Both these widows show us how to love when we have nothing to give.  So often we are called to perform acts of love when we literally have nothing to offer.  I think of parents who get home tired after a long day at work, and they still find the energy to spend time with their children, cook them dinner, help them with their homework, play with them, bathe them and tuck them in.  And this is what Pope Francis asked parents to do a couple of weeks ago when he told parent to “waste time with your children.”  That may not sound very productive, but parenthood is not about productivity, it’s about love.  I think of my sister who works tirelessly every day and I’ve seen her come and pick up my nephews at my parent’s house and think: “she and my brother in law have another five hours of parenting before they put them to bed.”  Parents may be running on empty when they get home, but this is where the Lord works through them because they are sharing their love from a place of nothingness and vulnerability just like the widows.  Yesterday, I was reading the commentary of Bishop Robert Barron on these readings and he said, “God reveals himself precisely at that moment of our greatest vulnerability and need.” He comes to our aid when we feel like we can’t go any further.  It’s not just parents.  It’s all of us.  We are all called to love and to give of ourselves as Christians, and sometimes we are called to share this love in moments of great pain, suffering, stress, anxiety, exhaustion, etc.  And this is where we need to trust God to take over for us.  We may be running on empty and things may seem impossible, but we need to stop concentrating on the impossible and focus on what is possible for that is when the impossible becomes possible. 

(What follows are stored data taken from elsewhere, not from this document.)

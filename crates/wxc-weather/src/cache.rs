//! Expiring forecast cache over a persistent key-value medium.
//!
//! Each entry is stored as `{"timestamp": <epoch millis>, "data": <raw response>}`
//! under `<prefix><location name>`. Entries are never deleted: an expired
//! entry is simply ignored until the next successful fetch overwrites it.

use chrono::{DateTime, Duration, Utc};
use parking_lot::Mutex;
use rusqlite::{params, Connection, OptionalExtension};
use serde::{Deserialize, Serialize};
use std::collections::HashMap;
use std::path::Path;
use wxc_core::{DatabaseError, RusqliteErrorExt};

use crate::types::{ForecastResponse, WeatherError};

pub const DEFAULT_KEY_PREFIX: &str = "weather-charts-data-";

/// String-keyed, string-valued storage shared by every cache handle.
pub trait KeyValueStore: Send + Sync {
    fn get(&self, key: &str) -> Result<Option<String>, DatabaseError>;

    /// Insert or overwrite `key`.
    fn set(&self, key: &str, value: &str) -> Result<(), DatabaseError>;
}

/// SQLite-backed store; survives process restarts.
pub struct SqliteStore {
    conn: Mutex<Connection>,
}

impl SqliteStore {
    /// Open (or create) the store at the given path.
    pub fn open<P: AsRef<Path>>(path: P) -> Result<Self, DatabaseError> {
        let conn = Connection::open(path).map_err(RusqliteErrorExt::into_database_error)?;
        Self::with_connection(conn)
    }

    /// Create an in-memory store (for testing).
    pub fn in_memory() -> Result<Self, DatabaseError> {
        let conn = Connection::open_in_memory().map_err(RusqliteErrorExt::into_database_error)?;
        Self::with_connection(conn)
    }

    fn with_connection(conn: Connection) -> Result<Self, DatabaseError> {
        conn.execute_batch(
            r#"
            CREATE TABLE IF NOT EXISTS kv (
                key TEXT PRIMARY KEY,
                value TEXT NOT NULL
            );
            "#,
        )
        .map_err(RusqliteErrorExt::into_database_error)?;
        Ok(Self {
            conn: Mutex::new(conn),
        })
    }
}

impl KeyValueStore for SqliteStore {
    fn get(&self, key: &str) -> Result<Option<String>, DatabaseError> {
        self.conn
            .lock()
            .query_row("SELECT value FROM kv WHERE key = ?1", params![key], |row| {
                row.get(0)
            })
            .optional()
            .map_err(RusqliteErrorExt::into_database_error)
    }

    fn set(&self, key: &str, value: &str) -> Result<(), DatabaseError> {
        self.conn
            .lock()
            .execute(
                "INSERT OR REPLACE INTO kv (key, value) VALUES (?1, ?2)",
                params![key, value],
            )
            .map_err(RusqliteErrorExt::into_database_error)?;
        Ok(())
    }
}

/// Process-local store for tests and throwaway runs.
#[derive(Debug, Default)]
pub struct MemoryStore {
    entries: Mutex<HashMap<String, String>>,
}

impl MemoryStore {
    pub fn new() -> Self {
        Self::default()
    }

    pub fn len(&self) -> usize {
        self.entries.lock().len()
    }

    pub fn is_empty(&self) -> bool {
        self.entries.lock().is_empty()
    }
}

impl KeyValueStore for MemoryStore {
    fn get(&self, key: &str) -> Result<Option<String>, DatabaseError> {
        Ok(self.entries.lock().get(key).cloned())
    }

    fn set(&self, key: &str, value: &str) -> Result<(), DatabaseError> {
        self.entries.lock().insert(key.to_string(), value.to_string());
        Ok(())
    }
}

impl<T: KeyValueStore + ?Sized> KeyValueStore for std::sync::Arc<T> {
    fn get(&self, key: &str) -> Result<Option<String>, DatabaseError> {
        (**self).get(key)
    }

    fn set(&self, key: &str, value: &str) -> Result<(), DatabaseError> {
        (**self).set(key, value)
    }
}

#[derive(Serialize, Deserialize)]
struct CacheEnvelope<T> {
    timestamp: i64,
    data: T,
}

/// Forecast cache with time-to-live semantics.
///
/// There is no in-memory shadow: every read goes back to the store.
pub struct WeatherCache<S = SqliteStore> {
    store: S,
    ttl: Duration,
    key_prefix: String,
}

impl<S: KeyValueStore> WeatherCache<S> {
    pub fn new(store: S, ttl: Duration, key_prefix: impl Into<String>) -> Self {
        Self {
            store,
            ttl,
            key_prefix: key_prefix.into(),
        }
    }

    /// One hour TTL, default key prefix.
    pub fn with_defaults(store: S) -> Self {
        Self::new(store, Duration::minutes(60), DEFAULT_KEY_PREFIX)
    }

    pub fn key_for(&self, location_name: &str) -> String {
        format!("{}{}", self.key_prefix, location_name)
    }

    pub fn store(&self) -> &S {
        &self.store
    }

    /// Fresh payload for `key`, if any.
    pub fn get(&self, key: &str) -> Option<ForecastResponse> {
        self.get_at(key, Utc::now())
    }

    /// Fresh payload for `key` as seen at `now`.
    ///
    /// Missing, unreadable and expired entries all read as absent.
    pub fn get_at(&self, key: &str, now: DateTime<Utc>) -> Option<ForecastResponse> {
        let raw = match self.store.get(key) {
            Ok(Some(raw)) => raw,
            Ok(None) => return None,
            Err(e) => {
                tracing::warn!(key, "Failed to read cached weather: {}", e);
                return None;
            }
        };

        let envelope: CacheEnvelope<ForecastResponse> = match serde_json::from_str(&raw) {
            Ok(envelope) => envelope,
            Err(e) => {
                tracing::warn!(key, "Failed to parse cached data: {}", e);
                return None;
            }
        };

        let Some(age_ms) = now.timestamp_millis().checked_sub(envelope.timestamp) else {
            tracing::warn!(
                key,
                timestamp = envelope.timestamp,
                "Cached entry has an unusable timestamp"
            );
            return None;
        };
        if age_ms < self.ttl.num_milliseconds() {
            tracing::debug!(key, age_ms, "Weather cache hit");
            Some(envelope.data)
        } else {
            tracing::debug!(key, age_ms, "Weather cache entry expired");
            None
        }
    }

    /// Overwrite `key` with `payload`, stamped with the current time.
    pub fn put(&self, key: &str, payload: &ForecastResponse) -> Result<(), WeatherError> {
        self.put_at(key, payload, Utc::now())
    }

    pub fn put_at(
        &self,
        key: &str,
        payload: &ForecastResponse,
        now: DateTime<Utc>,
    ) -> Result<(), WeatherError> {
        let envelope = CacheEnvelope {
            timestamp: now.timestamp_millis(),
            data: payload,
        };
        let raw = serde_json::to_string(&envelope).map_err(|e| WeatherError::Parse(e.to_string()))?;
        self.store.set(key, &raw)?;
        Ok(())
    }
}

#[cfg(test)]
mod tests {
    use super::*;
    use crate::types::HourlyBlock;
    use chrono::TimeZone;

    fn payload() -> ForecastResponse {
        ForecastResponse {
            latitude: Some(-33.625),
            longitude: Some(150.25),
            timezone: Some("Australia/Sydney".to_string()),
            utc_offset_seconds: Some(39600),
            hourly_units: None,
            hourly: Some(HourlyBlock {
                time: Some(vec![
                    "2026-10-19T00:00".to_string(),
                    "2026-10-19T01:00".to_string(),
                ]),
                temperature_2m: Some(vec![Some(11.5), Some(10.75)]),
                wind_direction_10m: Some(vec![Some(225.0), None]),
                ..HourlyBlock::default()
            }),
        }
    }

    fn t0() -> DateTime<Utc> {
        Utc.with_ymd_and_hms(2026, 10, 19, 6, 0, 0).unwrap()
    }

    #[test]
    fn test_key_for_location() {
        let cache = WeatherCache::with_defaults(MemoryStore::new());
        assert_eq!(cache.key_for("Byron Bay"), "weather-charts-data-Byron Bay");
    }

    #[test]
    fn test_round_trip() {
        let cache = WeatherCache::with_defaults(MemoryStore::new());
        cache.put("k", &payload()).unwrap();
        assert_eq!(cache.get("k"), Some(payload()));
    }

    #[test]
    fn test_fresh_until_ttl() {
        let cache = WeatherCache::with_defaults(MemoryStore::new());
        cache.put_at("k", &payload(), t0()).unwrap();

        assert!(cache.get_at("k", t0()).is_some());
        assert!(cache.get_at("k", t0() + Duration::minutes(30)).is_some());
        assert!(cache
            .get_at("k", t0() + Duration::minutes(60) - Duration::milliseconds(1))
            .is_some());
        assert!(cache.get_at("k", t0() + Duration::minutes(60)).is_none());
        assert!(cache.get_at("k", t0() + Duration::hours(5)).is_none());
    }

    #[test]
    fn test_expired_entry_is_kept() {
        let cache = WeatherCache::with_defaults(MemoryStore::new());
        cache.put_at("k", &payload(), t0()).unwrap();
        assert!(cache.get_at("k", t0() + Duration::hours(2)).is_none());
        assert_eq!(cache.store().len(), 1);
    }

    #[test]
    fn test_put_overwrites() {
        let cache = WeatherCache::with_defaults(MemoryStore::new());
        cache.put_at("k", &payload(), t0()).unwrap();

        let mut newer = payload();
        newer.latitude = Some(-34.0);
        cache.put_at("k", &newer, t0() + Duration::hours(3)).unwrap();

        assert_eq!(
            cache.get_at("k", t0() + Duration::hours(3)),
            Some(newer)
        );
        assert_eq!(cache.store().len(), 1);
    }

    #[test]
    fn test_corrupt_entry_is_a_miss() {
        let store = MemoryStore::new();
        store.set("k", "{not json").unwrap();
        let cache = WeatherCache::with_defaults(store);
        assert!(cache.get("k").is_none());
    }

    #[test]
    fn test_out_of_range_timestamp_is_a_miss() {
        let store = MemoryStore::new();
        store
            .set(
                "k",
                r#"{"timestamp":-9223372036854775808,"data":{"hourly":{"time":["2026-10-19T00:00"],"temperature_2m":[12.0]}}}"#,
            )
            .unwrap();
        let cache = WeatherCache::with_defaults(store);
        assert!(cache.get("k").is_none());
        assert!(cache.get_at("k", t0()).is_none());
    }

    #[test]
    fn test_missing_key_is_a_miss() {
        let cache = WeatherCache::with_defaults(MemoryStore::new());
        assert!(cache.get("absent").is_none());
    }

    #[test]
    fn test_envelope_layout() {
        let store = MemoryStore::new();
        let cache = WeatherCache::with_defaults(store);
        cache.put_at("k", &payload(), t0()).unwrap();

        let raw = cache.store().get("k").unwrap().unwrap();
        let value: serde_json::Value = serde_json::from_str(&raw).unwrap();
        assert_eq!(value["timestamp"], t0().timestamp_millis());
        assert_eq!(value["data"]["hourly"]["temperature_2m"][1], 10.75);
    }

    #[test]
    fn test_sqlite_store_round_trip() {
        let store = SqliteStore::in_memory().unwrap();
        assert_eq!(store.get("missing").unwrap(), None);
        store.set("a", "1").unwrap();
        store.set("a", "2").unwrap();
        assert_eq!(store.get("a").unwrap().as_deref(), Some("2"));
    }

    #[test]
    fn test_sqlite_store_persists_across_handles() {
        let dir = tempfile::tempdir().unwrap();
        let path = dir.path().join("cache.db");

        {
            let cache = WeatherCache::with_defaults(SqliteStore::open(&path).unwrap());
            cache.put("weather-charts-data-Sydney", &payload()).unwrap();
        }

        let cache = WeatherCache::with_defaults(SqliteStore::open(&path).unwrap());
        assert_eq!(cache.get("weather-charts-data-Sydney"), Some(payload()));
    }
}
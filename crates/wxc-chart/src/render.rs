//! Multi-axis forecast chart rendered with tiny-skia.
//!
//! One shared category axis of hourly buckets, three fixed-range value
//! axes, and the wind-arrow overlay on top. Text (tick labels, axis
//! titles, tooltips) is left to the page that hosts the image; the chart
//! exposes the geometry needed to place it.

use chrono::{DateTime, NaiveDateTime, Utc};
use chrono_tz::Tz;
use tiny_skia::{FillRule, PathBuilder, Pixmap, Rect, Stroke, Transform};
use wxc_core::ChartConfig;
use wxc_weather::{ForecastSeries, Variable};

use crate::dataset::{standard_datasets, Axis, Dataset, DatasetKind, Rgba};
use crate::error::ChartError;
use crate::labels::{format_labels, grid_color};
use crate::overlay::WindArrows;
use crate::tooltip::Tooltip;

const PADDING_LEFT: f32 = 8.0;
const PADDING_RIGHT: f32 = 8.0;
const PADDING_TOP: f32 = 8.0;
const PADDING_BOTTOM: f32 = 4.0;

#[derive(Debug, Clone)]
pub struct ChartOptions {
    pub width: u32,
    pub height: u32,
    pub background: Rgba,
    /// Draw the wind-direction overlay
    pub wind_direction_arrows: bool,
}

impl Default for ChartOptions {
    fn default() -> Self {
        Self {
            width: 1000,
            height: 150,
            background: Rgba::rgb(0x1e, 0x1e, 0x1e),
            wind_direction_arrows: true,
        }
    }
}

impl From<&ChartConfig> for ChartOptions {
    fn from(config: &ChartConfig) -> Self {
        Self {
            width: config.width,
            height: config.height,
            wind_direction_arrows: config.wind_direction_arrows,
            ..Self::default()
        }
    }
}

/// Rectangle the series are drawn into, with the scale mappings.
#[derive(Debug, Clone, Copy, PartialEq)]
pub struct PlotArea {
    pub left: f32,
    pub top: f32,
    pub width: f32,
    pub height: f32,
    /// Number of time buckets
    pub buckets: usize,
}

impl PlotArea {
    fn new(options: &ChartOptions, buckets: usize) -> Self {
        Self {
            left: PADDING_LEFT,
            top: PADDING_TOP,
            width: (options.width as f32 - PADDING_LEFT - PADDING_RIGHT).max(1.0),
            height: (options.height as f32 - PADDING_TOP - PADDING_BOTTOM).max(1.0),
            buckets,
        }
    }

    pub fn bottom(&self) -> f32 {
        self.top + self.height
    }

    pub fn bucket_width(&self) -> f32 {
        self.width / self.buckets.max(1) as f32
    }

    /// Horizontal centre of bucket `index`
    pub fn x_center(&self, index: usize) -> f32 {
        self.left + (index as f32 + 0.5) * self.bucket_width()
    }

    /// Vertical position of `value` on `axis`, clamped to the plot area
    pub fn y_for(&self, axis: Axis, value: f64) -> f32 {
        let (min, max) = axis.range();
        let t = ((value - min) / (max - min)).clamp(0.0, 1.0) as f32;
        self.top + self.height * (1.0 - t)
    }

    /// Bucket under horizontal position `x`, if inside the plot
    pub fn index_at(&self, x: f32) -> Option<usize> {
        if x < self.left || x >= self.left + self.width {
            return None;
        }
        let index = ((x - self.left) / self.bucket_width()) as usize;
        (index < self.buckets).then_some(index)
    }
}

/// A rendered chart for one location.
///
/// Owns its surface, the series it was drawn from and the derived labels;
/// charts are rebuilt from scratch rather than updated.
pub struct Chart {
    location: String,
    series: ForecastSeries,
    labels: Vec<String>,
    plot: PlotArea,
    pixmap: Pixmap,
    arrows_drawn: usize,
}

impl std::fmt::Debug for Chart {
    fn fmt(&self, f: &mut std::fmt::Formatter<'_>) -> std::fmt::Result {
        f.debug_struct("Chart")
            .field("location", &self.location)
            .field("points", &self.series.len())
            .field("plot", &self.plot)
            .field("arrows_drawn", &self.arrows_drawn)
            .finish()
    }
}

impl Chart {
    /// Render `series` for `location`.
    ///
    /// `tz` is the zone the timestamps are expressed in and `now` drives the
    /// current-time grid highlight.
    pub fn render(
        location: &str,
        series: ForecastSeries,
        options: &ChartOptions,
        tz: &Tz,
        now: DateTime<Utc>,
    ) -> Result<Self, ChartError> {
        if series.is_empty() {
            return Err(ChartError::EmptySeries(location.to_string()));
        }

        let mut pixmap = Pixmap::new(options.width, options.height).ok_or(
            ChartError::InvalidSize {
                width: options.width,
                height: options.height,
            },
        )?;
        let bg = options.background;
        pixmap.fill(tiny_skia::Color::from_rgba8(bg.r, bg.g, bg.b, bg.a));

        let plot = PlotArea::new(options, series.len());

        draw_time_grid(&mut pixmap, &plot, &series.timestamps, tz, now);
        draw_value_grid(&mut pixmap, &plot);

        // Earlier datasets end up on top.
        for dataset in standard_datasets().iter().rev() {
            draw_dataset(&mut pixmap, &plot, dataset, series.values(dataset.variable));
        }

        let arrows_drawn = if options.wind_direction_arrows {
            let points = points_for(&plot, Axis::Primary, series.values(Variable::WindSpeed));
            WindArrows::default().draw(&mut pixmap, &points, &series.wind_direction)
        } else {
            0
        };

        tracing::debug!(
            location,
            points = series.len(),
            arrows_drawn,
            "Rendered chart"
        );

        Ok(Self {
            location: location.to_string(),
            labels: format_labels(&series.timestamps),
            series,
            plot,
            pixmap,
            arrows_drawn,
        })
    }

    pub fn location(&self) -> &str {
        &self.location
    }

    pub fn len(&self) -> usize {
        self.series.len()
    }

    pub fn is_empty(&self) -> bool {
        self.series.is_empty()
    }

    pub fn timestamps(&self) -> &[NaiveDateTime] {
        &self.series.timestamps
    }

    /// Time-axis labels, one per bucket (mostly empty)
    pub fn labels(&self) -> &[String] {
        &self.labels
    }

    pub fn plot_area(&self) -> PlotArea {
        self.plot
    }

    pub fn width(&self) -> u32 {
        self.pixmap.width()
    }

    pub fn height(&self) -> u32 {
        self.pixmap.height()
    }

    pub fn arrows_drawn(&self) -> usize {
        self.arrows_drawn
    }

    pub fn pixmap(&self) -> &Pixmap {
        &self.pixmap
    }

    /// Tooltip for bucket `index`
    pub fn tooltip(&self, index: usize) -> Option<Tooltip> {
        Tooltip::at(&self.series, index)
    }

    /// Tooltip for the bucket under horizontal pixel `x`
    pub fn tooltip_at_x(&self, x: f32) -> Option<Tooltip> {
        self.plot.index_at(x).and_then(|i| self.tooltip(i))
    }

    /// Tick values of `axis` with their vertical pixel positions
    pub fn y_ticks(&self, axis: Axis) -> Vec<(f64, f32)> {
        axis.ticks()
            .into_iter()
            .map(|v| (v, self.plot.y_for(axis, v)))
            .collect()
    }

    pub fn encode_png(&self) -> Result<Vec<u8>, ChartError> {
        self.pixmap
            .encode_png()
            .map_err(|e| ChartError::Encode(e.to_string()))
    }
}

fn points_for(plot: &PlotArea, axis: Axis, values: &[Option<f64>]) -> Vec<Option<(f32, f32)>> {
    values
        .iter()
        .enumerate()
        .map(|(i, v)| v.map(|v| (plot.x_center(i), plot.y_for(axis, v))))
        .collect()
}

/// Runs of consecutive drawn points; gaps split a line.
fn runs(points: &[Option<(f32, f32)>]) -> Vec<Vec<(f32, f32)>> {
    let mut runs = Vec::new();
    let mut current = Vec::new();
    for point in points {
        match point {
            Some(p) => current.push(*p),
            None if !current.is_empty() => runs.push(std::mem::take(&mut current)),
            None => {}
        }
    }
    if !current.is_empty() {
        runs.push(current);
    }
    runs
}

fn hairline(pixmap: &mut Pixmap, x0: f32, y0: f32, x1: f32, y1: f32, color: Rgba) {
    let mut pb = PathBuilder::new();
    pb.move_to(x0, y0);
    pb.line_to(x1, y1);
    if let Some(path) = pb.finish() {
        let stroke = Stroke {
            width: 1.0,
            ..Stroke::default()
        };
        pixmap.stroke_path(&path, &color.to_paint(), &stroke, Transform::identity(), None);
    }
}

fn draw_time_grid(
    pixmap: &mut Pixmap,
    plot: &PlotArea,
    timestamps: &[NaiveDateTime],
    tz: &Tz,
    now: DateTime<Utc>,
) {
    for (i, ts) in timestamps.iter().enumerate() {
        let color = grid_color(ts, tz, now);
        if !color.is_visible() {
            continue;
        }
        let x = plot.x_center(i);
        hairline(pixmap, x, plot.top, x, plot.bottom(), color.rgba());
    }
}

fn draw_value_grid(pixmap: &mut Pixmap, plot: &PlotArea) {
    for value in Axis::Primary.ticks() {
        let color = if value % 10.0 == 0.0 {
            Rgba::rgb(0x66, 0x66, 0x66)
        } else {
            Rgba::rgb(0x33, 0x33, 0x33)
        };
        let y = plot.y_for(Axis::Primary, value);
        hairline(pixmap, plot.left, y, plot.left + plot.width, y, color);
    }
}

fn draw_dataset(pixmap: &mut Pixmap, plot: &PlotArea, dataset: &Dataset, values: &[Option<f64>]) {
    let paint = dataset.color.to_paint();

    match dataset.kind {
        DatasetKind::Line { width } => {
            let stroke = Stroke {
                width,
                ..Stroke::default()
            };
            for run in runs(&points_for(plot, dataset.axis, values)) {
                let mut pb = PathBuilder::new();
                pb.move_to(run[0].0, run[0].1);
                for &(x, y) in &run[1..] {
                    pb.line_to(x, y);
                }
                if let Some(path) = pb.finish() {
                    pixmap.stroke_path(&path, &paint, &stroke, Transform::identity(), None);
                }
            }
        }
        DatasetKind::Area => {
            let baseline = plot.y_for(dataset.axis, dataset.axis.range().0);
            for run in runs(&points_for(plot, dataset.axis, values)) {
                let (first, last) = (run[0], run[run.len() - 1]);
                let mut pb = PathBuilder::new();
                pb.move_to(first.0, baseline);
                for &(x, y) in &run {
                    pb.line_to(x, y);
                }
                pb.line_to(last.0, baseline);
                pb.close();
                if let Some(path) = pb.finish() {
                    pixmap.fill_path(&path, &paint, FillRule::Winding, Transform::identity(), None);
                }
            }
        }
        DatasetKind::Bar { bar_fraction } => {
            let bar_width = plot.bucket_width() * bar_fraction;
            let baseline = plot.y_for(dataset.axis, dataset.axis.range().0);
            for (i, value) in values.iter().enumerate() {
                let Some(value) = value else { continue };
                let top = plot.y_for(dataset.axis, *value);
                let x = plot.x_center(i) - bar_width / 2.0;
                // Zero-height bars produce no rect.
                if let Some(rect) = Rect::from_xywh(x, top, bar_width, baseline - top) {
                    pixmap.fill_rect(rect, &paint, Transform::identity(), None);
                }
            }
        }
    }
}
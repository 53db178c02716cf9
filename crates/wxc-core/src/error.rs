//! Shared error types.
//!
//! The weather and chart crates wrap these where they touch the network or
//! the cache database; the binary reports failures through [`AppError`].

use thiserror::Error;

#[derive(Debug, Error)]
pub enum AppError {
    #[error("Network error: {0}")]
    Network(#[from] NetworkError),

    #[error("Cache error: {0}")]
    Database(#[from] DatabaseError),

    #[error("Configuration error: {0}")]
    Config(#[from] ConfigError),

    #[error("IO error: {0}")]
    Io(#[from] std::io::Error),

    #[error("{0}")]
    Other(#[from] anyhow::Error),
}

impl AppError {
    /// One-line hint for the operator, without internals.
    pub fn user_message(&self) -> &'static str {
        match self {
            AppError::Network(e) => e.user_message(),
            AppError::Database(e) => e.user_message(),
            AppError::Config(e) => e.user_message(),
            AppError::Io(_) => "Could not write the chart output.",
            AppError::Other(_) => "Chart generation failed.",
        }
    }
}

/// Failures talking to the forecast provider.
#[derive(Debug, Error)]
pub enum NetworkError {
    #[error("Provider unreachable: {0}")]
    Unreachable(String),

    #[error("Forecast request timed out")]
    Timeout,

    #[error("Provider returned HTTP {status}: {body}")]
    HttpStatus { status: u16, body: String },

    #[error("Unreadable response body: {0}")]
    BadBody(String),
}

impl NetworkError {
    pub fn user_message(&self) -> &'static str {
        match self {
            NetworkError::Unreachable(_) => "The forecast provider could not be reached.",
            NetworkError::Timeout => "The forecast provider did not answer in time.",
            NetworkError::HttpStatus { status, .. } if *status >= 500 => {
                "The forecast provider is having problems."
            }
            NetworkError::HttpStatus { .. } => "The forecast provider rejected the request.",
            NetworkError::BadBody(_) => "The forecast provider sent a response that could not be read.",
        }
    }

    /// Worth retrying on the next cycle
    pub fn is_transient(&self) -> bool {
        match self {
            NetworkError::Unreachable(_) | NetworkError::Timeout => true,
            NetworkError::HttpStatus { status, .. } => *status >= 500 || *status == 429,
            NetworkError::BadBody(_) => false,
        }
    }
}

/// Failures of the SQLite forecast cache.
#[derive(Debug, Error)]
pub enum DatabaseError {
    #[error("Cannot open cache: {0}")]
    Open(String),

    #[error("Cache query failed: {0}")]
    Query(String),

    #[error("Cache file is corrupt: {0}")]
    Corrupt(String),
}

impl DatabaseError {
    pub fn user_message(&self) -> &'static str {
        match self {
            DatabaseError::Open(_) => "The forecast cache could not be opened.",
            DatabaseError::Query(_) => "Reading or writing the forecast cache failed.",
            DatabaseError::Corrupt(_) => "The forecast cache is damaged; delete it to start fresh.",
        }
    }
}

#[derive(Debug, Error)]
pub enum ConfigError {
    #[error("Invalid configuration: {0}")]
    Invalid(String),

    #[error("Cannot read configuration: {0}")]
    Unreadable(String),
}

impl ConfigError {
    pub fn user_message(&self) -> &'static str {
        match self {
            ConfigError::Invalid(_) => "config.toml has invalid values.",
            ConfigError::Unreadable(_) => "config.toml could not be read or parsed.",
        }
    }
}

/// Map reqwest failures onto [`NetworkError`].
pub trait ReqwestErrorExt {
    fn into_network_error(self) -> NetworkError;
}

impl ReqwestErrorExt for reqwest::Error {
    fn into_network_error(self) -> NetworkError {
        if self.is_timeout() {
            return NetworkError::Timeout;
        }
        match self.status() {
            Some(status) => NetworkError::HttpStatus {
                status: status.as_u16(),
                body: self.to_string(),
            },
            None if self.is_decode() || self.is_body() => NetworkError::BadBody(self.to_string()),
            None => NetworkError::Unreachable(self.to_string()),
        }
    }
}

/// Map rusqlite failures onto [`DatabaseError`].
pub trait RusqliteErrorExt {
    fn into_database_error(self) -> DatabaseError;
}

impl RusqliteErrorExt for rusqlite::Error {
    fn into_database_error(self) -> DatabaseError {
        use rusqlite::ErrorCode;

        match self.sqlite_error_code() {
            Some(ErrorCode::CannotOpen | ErrorCode::PermissionDenied) => {
                DatabaseError::Open(self.to_string())
            }
            Some(ErrorCode::DatabaseCorrupt | ErrorCode::NotADatabase) => {
                DatabaseError::Corrupt(self.to_string())
            }
            _ => DatabaseError::Query(self.to_string()),
        }
    }
}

A small gesture of love, like the widow in the gospel, is enough to get the attention of Jesus.  Sometimes in our weariness and out of our nothingness the Lord can work marvels through us if we let him.  We have to trust him.  Even though her life was in peril, the widow in the first reading trusted God.  Even though she didn’t have a dime left, the widow in the gospel trusted God.  When we are running on empty and have literally nothing to left to give, do we trust God enough to take over?